Work to be completed:
Take the records below and retype them line by line, from the first line through the one containing "Register every built-in"; stop there.

Records to use:
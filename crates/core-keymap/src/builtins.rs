//! The built-in command set, registered as data.

use crate::MappingTable;
use core_events::parse_notation;
use core_state::{
    ActionKind, Caps, CharSearch, CommandDef, InputSpec, InsertAt, Mode, ModeSet, MotionKind,
    OperatorKind, PromptKind, ScrollAlign,
};
use core_text::text_object::{ObjectScope, TextObjectKind};
use tracing::warn;

fn map(table: &mut MappingTable, seq: &str, modes: ModeSet, def: CommandDef) {
    match parse_notation(seq) {
        Ok(keys) => table.register(&keys, modes, def),
        Err(error) => warn!(target: "keymap.resolve", seq, %error, "bad builtin sequence"),
    }
}

fn motion(table: &mut MappingTable, seqs: &[&str], name: &'static str, kind: MotionKind) {
    let def = CommandDef::motion(name, kind);
    let modes = def.modes();
    for seq in seqs {
        map(table, seq, modes, def.clone());
    }
}

fn action(table: &mut MappingTable, seq: &str, caps: Caps, kind: ActionKind) {
    let modes = caps.modes;
    map(table, seq, modes, CommandDef::action(caps, kind));
}

fn find(forward: bool, till: bool) -> MotionKind {
    MotionKind::FindChar(CharSearch {
        forward,
        till,
        target: '\0',
    })
}

const NORMAL: ModeSet = ModeSet::NORMAL;
const VISUAL: ModeSet = ModeSet::ANY_VISUAL;
const TYPING: ModeSet = ModeSet::INSERT.union(ModeSet::REPLACE);

/// Register every built-in command into `table`.
pub fn register_builtins(table: &mut MappingTable) {
    register_motions(table);
    register_objects(table);
    register_operators(table);
    register_normal_actions(table);
    register_visual_actions(table);
    register_typing_actions(table);
}

fn register_motions(t: &mut MappingTable) {
    use MotionKind::*;
    motion(t, &["h"], "left", Left { wrap: false });
    motion(t, &["<BS>"], "left-wrap", Left { wrap: true });
    motion(t, &["l"], "right", Right { wrap: false });
    motion(t, &["<Space>"], "right-wrap", Right { wrap: true });
    motion(t, &["j", "<C-n>"], "down", Down);
    motion(t, &["k", "<C-p>"], "up", Up);
    motion(t, &["w"], "word-forward", WordForward { big: false });
    motion(t, &["W"], "big-word-forward", WordForward { big: true });
    motion(t, &["b"], "word-backward", WordBackward { big: false });
    motion(t, &["B"], "big-word-backward", WordBackward { big: true });
    motion(t, &["e"], "word-end", WordEnd { big: false });
    motion(t, &["E"], "big-word-end", WordEnd { big: true });
    motion(t, &["0"], "line-start", LineStart);
    motion(t, &["^"], "first-non-blank", FirstNonBlank);
    motion(t, &["$"], "line-end", LineEnd);
    motion(t, &["|"], "column", Column);
    motion(t, &["_"], "first-non-blank-line", FirstNonBlankDown { skip_current: false });
    motion(t, &["+", "<CR>"], "next-line-start", FirstNonBlankDown { skip_current: true });
    motion(t, &["-"], "previous-line-start", FirstNonBlankUp);
    motion(t, &["gg"], "goto-first-line", GotoLine { default_last: false });
    motion(t, &["G"], "goto-last-line", GotoLine { default_last: true });
    motion(t, &["f"], "find-forward", find(true, false));
    motion(t, &["F"], "find-backward", find(false, false));
    motion(t, &["t"], "till-forward", find(true, true));
    motion(t, &["T"], "till-backward", find(false, true));
    motion(t, &[";"], "repeat-find", RepeatCharSearch { reverse: false });
    motion(t, &[","], "repeat-find-reverse", RepeatCharSearch { reverse: true });
    motion(t, &["%"], "match-pair", MatchPair);
    motion(t, &["}"], "paragraph-forward", ParagraphForward);
    motion(t, &["{"], "paragraph-backward", ParagraphBackward);
    motion(t, &["H"], "screen-top", ScreenTop);
    motion(t, &["M"], "screen-middle", ScreenMiddle);
    motion(t, &["L"], "screen-bottom", ScreenBottom);
    motion(t, &["<C-d>"], "half-page-down", HalfPageDown);
    motion(t, &["<C-u>"], "half-page-up", HalfPageUp);
    motion(t, &["n"], "search-next", SearchNext { reverse: false });
    motion(t, &["N"], "search-previous", SearchNext { reverse: true });
    motion(t, &["*"], "search-word-forward", SearchWord { forward: true });
    motion(t, &["#"], "search-word-backward", SearchWord { forward: false });
    for (seq, forward) in [("/", true), ("?", false)] {
        let name = if forward { "search-forward" } else { "search-backward" };
        motion(
            t,
            &[seq],
            name,
            Search {
                forward,
                pattern: String::new(),
            },
        );
    }
    motion(t, &["`"], "mark-jump", MarkJump { mark: '\0', linewise: false });
    motion(t, &["'"], "mark-jump-line", MarkJump { mark: '\0', linewise: true });

    // Arrow keys also move the caret in Select, Insert and Replace.
    let arrows = ModeSet::MOTION | ModeSet::SELECT | TYPING;
    for (seq, name, kind) in [
        ("<Left>", "left", Left { wrap: false }),
        ("<Right>", "right", Right { wrap: false }),
        ("<Up>", "up", Up),
        ("<Down>", "down", Down),
        ("<Home>", "line-start", LineStart),
        ("<End>", "line-end", LineEnd),
    ] {
        let mut def = CommandDef::motion(name, kind);
        def.caps_mut().modes = arrows;
        map(t, seq, arrows, def);
    }
}

fn register_objects(t: &mut MappingTable) {
    use ObjectScope::{Around, Inner};
    use TextObjectKind::*;
    let objects: &[(&str, &'static str, &'static str, TextObjectKind)] = &[
        ("w", "inner-word", "a-word", Word),
        ("W", "inner-big-word", "a-big-word", BigWord),
        ("s", "inner-sentence", "a-sentence", Sentence),
        ("p", "inner-paragraph", "a-paragraph", Paragraph),
        ("\"", "inner-double-quote", "a-double-quote", Quote('"')),
        ("'", "inner-single-quote", "a-single-quote", Quote('\'')),
        ("`", "inner-backtick", "a-backtick", Quote('`')),
        ("(", "inner-paren", "a-paren", Bracket('(', ')')),
        (")", "inner-paren", "a-paren", Bracket('(', ')')),
        ("b", "inner-paren", "a-paren", Bracket('(', ')')),
        ("[", "inner-bracket", "a-bracket", Bracket('[', ']')),
        ("]", "inner-bracket", "a-bracket", Bracket('[', ']')),
        ("{", "inner-brace", "a-brace", Bracket('{', '}')),
        ("}", "inner-brace", "a-brace", Bracket('{', '}')),
        ("B", "inner-brace", "a-brace", Bracket('{', '}')),
        ("<lt>", "inner-angle", "an-angle", Bracket('<', '>')),
        (">", "inner-angle", "an-angle", Bracket('<', '>')),
        ("t", "inner-tag", "a-tag", Tag),
    ];
    for (key, inner, around, kind) in objects {
        let i = CommandDef::object(*inner, *kind, Inner);
        map(t, &format!("i{key}"), i.modes(), i);
        let a = CommandDef::object(*around, *kind, Around);
        map(t, &format!("a{key}"), a.modes(), a);
    }
}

Solved exercise:
filename crates/core-keymap/src/builtins.rs
//! The built-in command set, registered as data.

use crate::MappingTable;
use core_events::parse_notation;
use core_state::{
    ActionKind, Caps, CharSearch, CommandDef, InputSpec, InsertAt, Mode, ModeSet, MotionKind,
    OperatorKind, PromptKind, ScrollAlign,
};
use core_text::text_object::{ObjectScope, TextObjectKind};
use tracing::warn;

fn map(table: &mut MappingTable, seq: &str, modes: ModeSet, def: CommandDef) {
    match parse_notation(seq) {
        Ok(keys) => table.register(&keys, modes, def),
        Err(error) => warn!(target: "keymap.resolve", seq, %error, "bad builtin sequence"),
    }
}

fn motion(table: &mut MappingTable, seqs: &[&str], name: &'static str, kind: MotionKind) {
    let def = CommandDef::motion(name, kind);
    let modes = def.modes();
    for seq in seqs {
        map(table, seq, modes, def.clone());
    }
}

fn action(table: &mut MappingTable, seq: &str, caps: Caps, kind: ActionKind) {
    let modes = caps.modes;
    map(table, seq, modes, CommandDef::action(caps, kind));
}

fn find(forward: bool, till: bool) -> MotionKind {
    MotionKind::FindChar(CharSearch {
        forward,
        till,
        target: '\0',
    })
}

const NORMAL: ModeSet = ModeSet::NORMAL;
const VISUAL: ModeSet = ModeSet::ANY_VISUAL;
const TYPING: ModeSet = ModeSet::INSERT.union(ModeSet::REPLACE);

/// Register every built-in command into `table`.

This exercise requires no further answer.